#### [ACTION ITEM]
Please repeat the lines below, exactly and only, from the one that holds "let delay = Delay::from_saturating_duration(frame_delay);" through the one that holds "for frame in".

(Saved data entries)
──────────

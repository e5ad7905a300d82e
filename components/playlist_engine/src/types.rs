// components/playlist_engine/src/types.rs
use std::path::PathBuf;
use thiserror::Error;

#[derive(Debug, Error)]
pub enum EngineError {
    #[error("Required dependency not found: {0}")]
    DependencyNotFound(&'static str),

    #[error("Invalid URL: {0}")]
    InvalidUrl(String),

    #[error("Retrieval failed: {0}")]
    BackendFailed(String),

    #[error("IO error: {0}")]
    IoError(#[from] std::io::Error),

    #[error("A download is already in progress")]
    RunInProgress,
}

/// The two supported source ecosystems.
///
/// Classification is total: a URL that matches neither pattern falls through
/// to `YouTube`, which acts as the catch-all backend.
#[derive(Debug, Clone, Copy, PartialEq, Eq, Hash)]
pub enum Provider {
    Spotify,
    YouTube,
}

impl Provider {
    /// Classify a raw URL string. Never fails; always yields one of the two
    /// providers, and yields the same provider for the same input.
    pub fn classify(url: &str) -> Self {
        if url.contains("spotify.com") {
            Provider::Spotify
        } else {
            Provider::YouTube
        }
    }
}

impl std::fmt::Display for Provider {
    fn fmt(&self, f: &mut std::fmt::Formatter<'_>) -> std::fmt::Result {
        match self {
            Provider::Spotify => write!(f, "Spotify"),
            Provider::YouTube => write!(f, "YouTube"),
        }
    }
}

/// One download request, immutable once constructed.
#[derive(Debug, Clone)]
pub struct RetrievalRequest {
    pub url: String,
    pub base_dir: PathBuf,
    pub provider: Provider,
}

impl RetrievalRequest {
    pub fn new(url: impl Into<String>, base_dir: impl Into<PathBuf>) -> Self {
        let url = url.into();
        let provider = Provider::classify(&url);
        Self {
            url,
            base_dir: base_dir.into(),
            provider,
        }
    }
}

/// Best-effort result of the pre-download metadata probe.
///
/// Absence never aborts a run; the planner falls back to a flat layout.
#[derive(Debug, Clone, PartialEq, Eq)]
pub struct CollectionMetadata {
    pub title: String,
    pub item_count_hint: Option<u64>,
}

/// Run phases, in the only order they may be observed.
#[derive(Debug, Clone, Copy, PartialEq, Eq)]
pub enum Phase {
    Init,
    Probing,
    Retrieving,
    Finalizing,
    Done,
    Failed,
}

impl Phase {
    /// Position in the forward-only phase sequence. `Done` and `Failed` are
    /// both terminal and mutually exclusive within one run.
    pub fn rank(&self) -> u8 {
        match self {
            Phase::Init => 0,
            Phase::Probing => 1,
            Phase::Retrieving => 2,
            Phase::Finalizing => 3,
            Phase::Done | Phase::Failed => 4,
        }
    }
}

/// A normalized progress signal delivered to the status sink.
#[derive(Debug, Clone, PartialEq, Eq)]
pub struct StatusEvent {
    pub phase: Phase,
    pub message: String,
    pub percent: Option<u8>,
}

impl StatusEvent {
    pub fn new(phase: Phase, message: impl Into<String>) -> Self {
        Self {
            phase,
            message: message.into(),
            percent: None,
        }
    }

    pub fn with_percent(phase: Phase, message: impl Into<String>, percent: u8) -> Self {
        Self {
            phase,
            message: message.into(),
            percent: Some(percent),
        }
    }
}

/// Terminal outcome of one run. Exactly one of these is produced per run.
#[derive(Debug, Clone, PartialEq, Eq)]
pub enum RunResult {
    Done { final_dir: PathBuf },
    Failed { message: String },
}

impl RunResult {
    pub fn is_done(&self) -> bool {
        matches!(self, RunResult::Done { .. })
    }

    /// Resolved download folder on success.
    pub fn final_dir(&self) -> Option<&std::path::Path> {
        match self {
            RunResult::Done { final_dir } => Some(final_dir),
            RunResult::Failed { .. } => None,
        }
    }
}

#[cfg(test)]
mod tests {
    use super::*;
    use rstest::rstest;

    #[rstest]
    #[case("https://open.spotify.com/playlist/XYZ", Provider::Spotify)]
    #[case("https://open.spotify.com/album/123", Provider::Spotify)]
    #[case("https://www.youtube.com/playlist?list=ABC", Provider::YouTube)]
    #[case("https://music.youtube.com/playlist?list=ABC", Provider::YouTube)]
    #[case("not a url at all", Provider::YouTube)]
    #[case("", Provider::YouTube)]
    fn classification_is_total(#[case] url: &str, #[case] expected: Provider) {
        assert_eq!(Provider::classify(url), expected);
    }

    #[test]
    fn classification_is_idempotent() {
        let url = "https://open.spotify.com/playlist/XYZ";
        assert_eq!(Provider::classify(url), Provider::classify(url));
    }

    #[test]
    fn request_derives_provider() {
        let request = RetrievalRequest::new("https://open.spotify.com/playlist/XYZ", "/music");
        assert_eq!(request.provider, Provider::Spotify);
        assert_eq!(request.base_dir, PathBuf::from("/music"));
    }

    #[test]
    fn phases_rank_forward() {
        let order = [
            Phase::Init,
            Phase::Probing,
            Phase::Retrieving,
            Phase::Finalizing,
            Phase::Done,
        ];
        for pair in order.windows(2) {
            assert!(pair[0].rank() < pair[1].rank());
        }
        assert_eq!(Phase::Done.rank(), Phase::Failed.rank());
    }
}
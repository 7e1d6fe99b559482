use image::{Rgb, RgbImage};

use crate::detect::{Detection, SubjectFilter};

const BOX_THICKNESS: u32 = 3;
const ACCEPTED: Rgb<u8> = Rgb([0, 200, 0]);
const LOW_CONFIDENCE: Rgb<u8> = Rgb([255, 165, 0]);

/// Copy of `image` with boxes around every allow-listed detection.
///
/// Detections that pass the confidence threshold are drawn green, the rest
/// orange.
pub fn annotate(image: &RgbImage, detections: &[Detection], filter: &SubjectFilter) -> RgbImage {
    let mut out = image.clone();
    for detection in detections {
        if !filter.is_subject(&detection.label) {
            continue;
        }
        let colour = if filter.accepts(detection) {
            ACCEPTED
        } else {
            LOW_CONFIDENCE
        };
        let b = &detection.bbox;
        draw_rect(&mut out, [b.x, b.y, b.x + b.w, b.y + b.h], colour, BOX_THICKNESS);
    }
    out
}

/// Draw an `[x0, y0, x1, y1]` outline, clamped to the image.
pub fn draw_rect(img: &mut RgbImage, bbox: [f32; 4], colour: Rgb<u8>, thickness: u32) {
    let (w, h) = img.dimensions();
    if w == 0 || h == 0 {
        return;
    }
    let clamp = |v: f32, max: u32| -> u32 { v.max(0.0).min((max - 1) as f32) as u32 };
    let x0 = clamp(bbox[0], w);
    let y0 = clamp(bbox[1], h);
    let x1 = clamp(bbox[2], w);
    let y1 = clamp(bbox[3], h);
    for t in 0..thickness {
        let xx0 = x0 + t;
        let yy0 = y0 + t;
        let xx1 = x1.saturating_sub(t);
        let yy1 = y1.saturating_sub(t);
        if xx0 > xx1 || yy0 > yy1 {
            break;
        }
        for x in xx0..=xx1 {
            img.put_pixel(x, yy0, colour);
            img.put_pixel(x, yy1, colour);
        }
        for y in yy0..=yy1 {
            img.put_pixel(xx0, y, colour);
            img.put_pixel(xx1, y, colour);
        }
    }
}

#[cfg(test)]
mod tests {
    use super::*;
    use crate::detect::BoundingBox;

    fn detection(label: &str, confidence: f32) -> Detection {
        Detection {
            bbox: BoundingBox {
                x: 10.0,
                y: 10.0,
                w: 20.0,
                h: 20.0,
            },
            ..Detection::labelled(label, confidence)
        }
    }

    #[test]
    fn draws_outline_only() {
        let mut img = RgbImage::new(50, 50);
        draw_rect(&mut img, [10.0, 10.0, 30.0, 30.0], ACCEPTED, 1);
        assert_eq!(img.get_pixel(10, 10), &ACCEPTED);
        assert_eq!(img.get_pixel(30, 20), &ACCEPTED);
        assert_eq!(img.get_pixel(20, 20), &Rgb([0, 0, 0]));
    }

    #[test]
    fn boxes_outside_image_are_clamped() {
        let mut img = RgbImage::new(20, 20);
        draw_rect(&mut img, [-5.0, -5.0, 100.0, 100.0], ACCEPTED, 2);
        assert_eq!(img.get_pixel(0, 0), &ACCEPTED);
        assert_eq!(img.get_pixel(19, 19), &ACCEPTED);
    }

    #[test]
    fn annotates_subjects_by_confidence() {
        let filter = SubjectFilter::new(vec!["Tom".to_string(), "Jerry".to_string()], 0.7);
        let img = RgbImage::new(50, 50);

        let out = annotate(&img, &[detection("Tom", 0.9)], &filter);
        assert_eq!(out.get_pixel(10, 10), &ACCEPTED);

        let out = annotate(&img, &[detection("Jerry", 0.5)], &filter);
        assert_eq!(out.get_pixel(10, 10), &LOW_CONFIDENCE);

        let out = annotate(&img, &[detection("dog", 0.99)], &filter);
        assert_eq!(out.get_pixel(10, 10), &Rgb([0, 0, 0]));
    }
}
impl NotifierConfig {
    /// Load from the file named by `LITTERWATCH_CONFIG` (if any), then apply
    /// environment overrides and validate.
    pub fn load() -> Result<Self> {
        let config_path = std::env::var(CONFIG_PATH_ENV)
            .ok()
            .filter(|p| !p.trim().is_empty())
            .map(PathBuf::from);
        Self::load_from(config_path.as_deref())
    }

    /// Like [`NotifierConfig::load`] with an explicit config file path.
    pub fn load_from(path: Option<&Path>) -> Result<Self> {
        let file_cfg = match path {
            Some(path) => Some(read_config_file(path)?),
            None => None,
        };
        let mut cfg = Self::from_file(file_cfg.unwrap_or_default())?;
        cfg.apply_env()?;
        cfg.validate()?;
        Ok(cfg)
    }

    fn from_file(file: NotifierConfigFile) -> Result<Self> {
        let mqtt = file.mqtt.unwrap_or_default();
        let topics = file.topics.unwrap_or_default();
        let camera = file.camera.unwrap_or_default();
        let detection = file.detection.unwrap_or_default();
        let timing = file.timing.unwrap_or_default();
        let storage = file.storage.unwrap_or_default();
        let telegram = file.telegram.unwrap_or_default();

        let backend = match detection.backend.as_deref() {
            Some(name) => name.parse()?,
            None => DetectorKind::default(),
        };

        Ok(Self {
            mqtt: MqttSettings {
                broker: mqtt.broker.unwrap_or_default(),
                port: mqtt.port.unwrap_or(DEFAULT_MQTT_PORT),
                username: mqtt.username,
                password: mqtt.password,
                client_id: mqtt
                    .client_id
                    .unwrap_or_else(|| DEFAULT_MQTT_CLIENT_ID.to_string()),
                use_tls: mqtt.use_tls.unwrap_or(true),
                tls_insecure: mqtt.tls_insecure.unwrap_or(false),
                ca_path: mqtt.ca_path,
                client_cert_path: mqtt.client_cert_path,
                client_key_path: mqtt.client_key_path,
            },
            topics: TopicSettings {
                motion: topics.motion.unwrap_or_default(),
                activity: topics.activity.unwrap_or_default(),
            },
            camera: CameraSettings {
                image_url: camera.image_url.unwrap_or_default(),
                fetch_timeout: Duration::from_secs(
                    camera
                        .fetch_timeout_secs
                        .unwrap_or(DEFAULT_FETCH_TIMEOUT_SECS),
                ),
                frame_fetch_timeout: Duration::from_secs(
                    camera
                        .frame_fetch_timeout_secs
                        .unwrap_or(DEFAULT_FRAME_FETCH_TIMEOUT_SECS),
                ),
                animation_crop: camera
                    .animation_crop
                    .as_deref()
                    .map(str::parse)
                    .transpose()?,
                snapshot_crop: camera
                    .snapshot_crop
                    .as_deref()
                    .map(str::parse)
                    .transpose()?,
            },
            detection: DetectionSettings {
                subjects: detection
                    .subjects
                    .unwrap_or_default()
                    .into_iter()
                    .map(|s| s.trim().to_string())
                    .filter(|s| !s.is_empty())
                    .collect(),
                confidence: detection.confidence.unwrap_or(DEFAULT_CONFIDENCE),
                backend,
                model_path: detection.model_path,
                labels_path: detection.labels_path,
                input_size: detection.input_size.unwrap_or(DEFAULT_INPUT_SIZE),
            },
            timing: TimingSettings {
                cooldown: Duration::from_secs(timing.cooldown_secs.unwrap_or(DEFAULT_COOLDOWN_SECS)),
                settle_delay: Duration::from_millis(
                    timing.settle_delay_ms.unwrap_or(DEFAULT_SETTLE_DELAY_MS),
                ),
                frame_interval: Duration::from_millis(
                    timing.frame_interval_ms.unwrap_or(DEFAULT_FRAME_INTERVAL_MS),
                ),
                capture_duration: Duration::from_millis(
                    timing
                        .capture_duration_ms
                        .unwrap_or(DEFAULT_CAPTURE_DURATION_MS),
                ),
                reset_subjects_on_new_window: timing.reset_subjects_on_new_window.unwrap_or(true),
            },
            storage: StorageSettings {
                save_dir: storage
                    .save_dir
                    .unwrap_or_else(|| PathBuf::from(DEFAULT_SAVE_FOLDER)),
                scratch_dir: storage
                    .scratch_dir
                    .unwrap_or_else(|| PathBuf::from(DEFAULT_TEMP_DIR)),
                animation_path: storage
                    .animation_path
                    .unwrap_or_else(|| PathBuf::from(DEFAULT_OUTPUT_GIF)),
            },
            telegram: TelegramSettings {
                bot_token: telegram.bot_token,
                chat_id: telegram.chat_id,
                api_base: telegram
                    .api_base
                    .unwrap_or_else(|| DEFAULT_TELEGRAM_API_BASE.to_string()),
                timeout: Duration::from_secs(
                    telegram.timeout_secs.unwrap_or(DEFAULT_NOTIFY_TIMEOUT_SECS),
                ),
            },
        })
    }

    fn apply_env(&mut self) -> Result<()> {
        // MQTT
        if let Some(broker) = env_string("MQTT_BROKER") {
            self.mqtt.broker = broker;
        }
        if let Some(port) = env_parse::<u16>("MQTT_PORT")? {
            self.mqtt.port = port;
        }
        if let Some(user) = env_string("MQTT_USER") {
            self.mqtt.username = Some(user);
        }
        if let Some(pass) = env_string("MQTT_PASS") {
            self.mqtt.password = Some(pass);
        }
        if let Some(client_id) = env_string("MQTT_CLIENT_ID") {
            self.mqtt.client_id = client_id;
        }
        if let Some(use_tls) = env_bool("MQTT_USE_TLS")? {
            self.mqtt.use_tls = use_tls;
        }
        if let Some(insecure) = env_bool("MQTT_TLS_INSECURE")? {
            self.mqtt.tls_insecure = insecure;
        }
        if let Some(path) = env_string("MQTT_TLS_CA_PATH") {
            self.mqtt.ca_path = Some(PathBuf::from(path));
        }
        if let Some(path) = env_string("MQTT_TLS_CLIENT_CERT_PATH") {
            self.mqtt.client_cert_path = Some(PathBuf::from(path));
        }
        if let Some(path) = env_string("MQTT_TLS_CLIENT_KEY_PATH") {
            self.mqtt.client_key_path = Some(PathBuf::from(path));
        }

        // Topics
        if let Some(topic) = env_string("TOPIC_MOTION") {
            self.topics.motion = topic;
        }
        if let Some(topic) = env_string("TOPIC_CAT") {
            self.topics.activity = topic;
        }

        // Camera
        if let Some(url) = env_string("IMAGE_URL") {
            self.camera.image_url = url;
        }
        if let Some(secs) = env_parse::<u64>("FETCH_TIMEOUT_SECS")? {
            self.camera.fetch_timeout = Duration::from_secs(secs);
        }
        if let Some(secs) = env_parse::<u64>("FRAME_FETCH_TIMEOUT_SECS")? {
            self.camera.frame_fetch_timeout = Duration::from_secs(secs);
        }
        if let Some(crop) = env_parse::<CropRect>("ANIMATION_CROP")? {
            self.camera.animation_crop = Some(crop);
        }
        if let Some(crop) = env_parse::<CropRect>("SNAPSHOT_CROP")? {
            self.camera.snapshot_crop = Some(crop);
        }

        // Detection
        if let Some(names) = env_string("CAT_NAMES") {
            self.detection.subjects = split_csv(&names);
        }
        if let Some(confidence) = env_parse::<f32>("DETECTION_CONFIDENCE")? {
            self.detection.confidence = confidence;
        }
        if let Some(backend) = env_parse::<DetectorKind>("DETECTOR_BACKEND")? {
            self.detection.backend = backend;
        }
        if let Some(path) = env_string("YOLO_MODEL_PATH") {
            self.detection.model_path = Some(PathBuf::from(path));
        }
        if let Some(path) = env_string("YOLO_LABELS_PATH") {
            self.detection.labels_path = Some(PathBuf::from(path));
        }
        if let Some(size) = env_parse::<u32>("YOLO_INPUT_SIZE")? {
            self.detection.input_size = size;
        }

        // Timing
        if let Some(secs) = env_parse::<u64>("MOTION_COOLDOWN_SECS")? {
            self.timing.cooldown = Duration::from_secs(secs);
        }
        if let Some(ms) = env_parse::<u64>("SETTLE_DELAY_MS")? {
            self.timing.settle_delay = Duration::from_millis(ms);
        }
        if let Some(ms) = env_parse::<u64>("FRAME_INTERVAL_MS")? {
            self.timing.frame_interval = Duration::from_millis(ms);
        }
        if let Some(ms) = env_parse::<u64>("CAPTURE_DURATION_MS")? {
            self.timing.capture_duration = Duration::from_millis(ms);
        }
        if let Some(reset) = env_bool("RESET_SUBJECTS_ON_NEW_WINDOW")? {
            self.timing.reset_subjects_on_new_window = reset;
        }

        // Storage
        if let Some(dir) = env_string("SAVE_FOLDER") {
            self.storage.save_dir = PathBuf::from(dir);
        }
        if let Some(dir) = env_string("TEMP_DIR") {
            self.storage.scratch_dir = PathBuf::from(dir);
        }
        if let Some(path) = env_string("OUTPUT_GIF") {
            self.storage.animation_path = PathBuf::from(path);
        }

        // Telegram
        if let Some(token) = env_string("TELEGRAM_BOT_TOKEN") {
            self.telegram.bot_token = Some(token);
        }
        if let Some(chat_id) = env_string("TELEGRAM_CHAT_ID") {
            self.telegram.chat_id = Some(chat_id);
        }
        if let Some(base) = env_string("TELEGRAM_API_BASE") {
            self.telegram.api_base = base;
        }
        if let Some(secs) = env_parse::<u64>("NOTIFY_TIMEOUT_SECS")? {
            self.telegram.timeout = Duration::from_secs(secs);
        }
        Ok(())
    }

    fn validate(&mut self) -> Result<()> {
        if self.detection.subjects.is_empty() {
            return Err(anyhow!(
                "Environment variable CAT_NAMES is required but not set."
            ));
        }
        if !(0.0..=1.0).contains(&self.detection.confidence) {
            return Err(anyhow!(
                "DETECTION_CONFIDENCE must be between 0 and 1 (got {})",
                self.detection.confidence
            ));
        }
        if self.detection.input_size == 0 || self.detection.input_size % 32 != 0 {
            return Err(anyhow!(
                "YOLO_INPUT_SIZE must be a positive multiple of 32 (got {})",
                self.detection.input_size
            ));
        }
        if self.timing.frame_interval.is_zero() {
            return Err(anyhow!("FRAME_INTERVAL_MS must be greater than zero"));
        }
        if self.timing.capture_duration < self.timing.frame_interval {
            return Err(anyhow!(
                "CAPTURE_DURATION_MS must be at least FRAME_INTERVAL_MS"
            ));
        }
        if self.camera.fetch_timeout.is_zero() || self.camera.frame_fetch_timeout.is_zero() {
            return Err(anyhow!(
                "FETCH_TIMEOUT_SECS and FRAME_FETCH_TIMEOUT_SECS must be greater than zero"
            ));
        }
        if self.timing.cooldown.as_secs() == 0 {
            return Err(anyhow!("MOTION_COOLDOWN_SECS must be greater than zero"));
        }
        if !self.camera.image_url.is_empty() {
            validate_http_url(&self.camera.image_url)
                .context("IMAGE_URL must be an http(s) URL")?;
        }
        if self.mqtt.tls_insecure && self.mqtt.ca_path.is_some() {
            return Err(anyhow!(
                "MQTT_TLS_INSECURE cannot be combined with MQTT_TLS_CA_PATH"
            ));
        }
        self.telegram.api_base = self.telegram.api_base.trim_end_matches('/').to_string();
        Ok(())
    }

    /// Additional requirements for running the notifier daemon.
    pub fn validate_for_daemon(&self) -> Result<()> {
        let mut missing = Vec::new();
        if self.mqtt.broker.trim().is_empty() {
            missing.push("MQTT_BROKER");
        }
        if self.topics.motion.is_empty() {
            missing.push("TOPIC_MOTION");
        }
        if self.topics.activity.is_empty() {
            missing.push("TOPIC_CAT");
        }
        if self.camera.image_url.is_empty() {
            missing.push("IMAGE_URL");
        }
        if self.telegram.bot_token.is_none() {
            missing.push("TELEGRAM_BOT_TOKEN");
        }
        if self.telegram.chat_id.is_none() {
            missing.push("TELEGRAM_CHAT_ID");
        }
        if self.detection.backend == DetectorKind::Tract && self.detection.model_path.is_none() {
            missing.push("YOLO_MODEL_PATH");
        }
        if !missing.is_empty() {
            return Err(anyhow!(
                "missing required configuration: {}",
                missing.join(", ")
            ));
        }
        Ok(())
    }
}
use anyhow::{anyhow, Context, Result};
use image::codecs::gif::{GifEncoder, Repeat};
use image::codecs::jpeg::JpegEncoder;
use image::{Delay, DynamicImage, Frame, RgbImage};
use std::path::Path;
use std::time::Duration;

const GIF_ENCODE_SPEED: i32 = 10;
const JPEG_QUALITY: u8 = 90;

/// Encode `frames` as an infinitely looping GIF at `out_path`.
///
/// The file is only written once the whole animation has been encoded, so a
/// failure never leaves a truncated GIF behind.
pub fn assemble_gif(frames: &[RgbImage], frame_delay: Duration, out_path: &Path) -> Result<()> {
    if frames.is_empty() {
        return Err(anyhow!("no frames to assemble"));
    }
    let delay = Delay::from_saturating_duration(frame_delay);
    let mut bytes = Vec::new();
    {
        let mut encoder = GifEncoder::new_with_speed(&mut bytes, GIF_ENCODE_SPEED);
        encoder
            .set_repeat(Repeat::Infinite)
            .context("set GIF repeat")?;
        for frame in frames {
            let rgba = DynamicImage::ImageRgb8(frame.clone()).into_rgba8();
            encoder
                .encode_frame(Frame::from_parts(rgba, 0, 0, delay))
                .context("encode GIF frame")?;
        }
    }
    if let Some(parent) = out_path.parent().filter(|p| !p.as_os_str().is_empty()) {
        std::fs::create_dir_all(parent)
            .with_context(|| format!("create {}", parent.display()))?;
    }
    std::fs::write(out_path, &bytes)
        .with_context(|| format!("write animation to {}", out_path.display()))?;
    log::info!(
        "Assembled {} frame animation at {} ({} bytes)",
        frames.len(),
        out_path.display(),
        bytes.len()
    );
    Ok(())
}

pub fn encode_jpeg(image: &RgbImage) -> Result<Vec<u8>> {
    let mut bytes = Vec::new();
    JpegEncoder::new_with_quality(&mut bytes, JPEG_QUALITY)
        .encode_image(image)
        .context("encode JPEG")?;
    Ok(bytes)
}

#[cfg(test)]
mod tests {
    use super::*;
    use image::codecs::gif::GifDecoder;
    use image::AnimationDecoder;
    use image::Rgb;

    #[test]
    fn writes_looping_gif_with_every_frame() {
        let dir = tempfile::tempdir().unwrap();
        let out = dir.path().join("nested").join("tray.gif");
        let frames = vec![
            RgbImage::from_pixel(16, 12, Rgb([255, 0, 0])),
            RgbImage::from_pixel(16, 12, Rgb([0, 255, 0])),
            RgbImage::from_pixel(16, 12, Rgb([0, 0, 255])),
        ];
        assemble_gif(&frames, Duration::from_millis(500), &out).unwrap();

        let file = std::io::BufReader::new(std::fs::File::open(&out).unwrap());
        let decoded = GifDecoder::new(file).unwrap().into_frames().collect_frames().unwrap();
        assert_eq!(decoded.len(), 3);
        assert_eq!(decoded[0].buffer().dimensions(), (16, 12));
        let (num, den) = decoded[0].delay().numer_denom_ms();
        assert_eq!(num / den, 500);
    }

    #[test]
    fn refuses_empty_animation() {
        let dir = tempfile::tempdir().unwrap();
        let out = dir.path().join("tray.gif");
        assert!(assemble_gif(&[], Duration::from_millis(500), &out).is_err());
        assert!(!out.exists());
    }

    #[test]
    fn jpeg_starts_with_soi_marker() {
        let bytes = encode_jpeg(&RgbImage::new(4, 4)).unwrap();
        assert_eq!(&bytes[..2], &[0xFF, 0xD8]);
    }
}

──────────

#### [ANSWER BOX]
    let delay = Delay::from_saturating_duration(frame_delay);
    let mut bytes = Vec::new();
    {
        let mut encoder = GifEncoder::new_with_speed(&mut bytes, GIF_ENCODE_SPEED);
        encoder
            .set_repeat(Repeat::Infinite)
            .context("set GIF repeat")?;
        for frame in frames {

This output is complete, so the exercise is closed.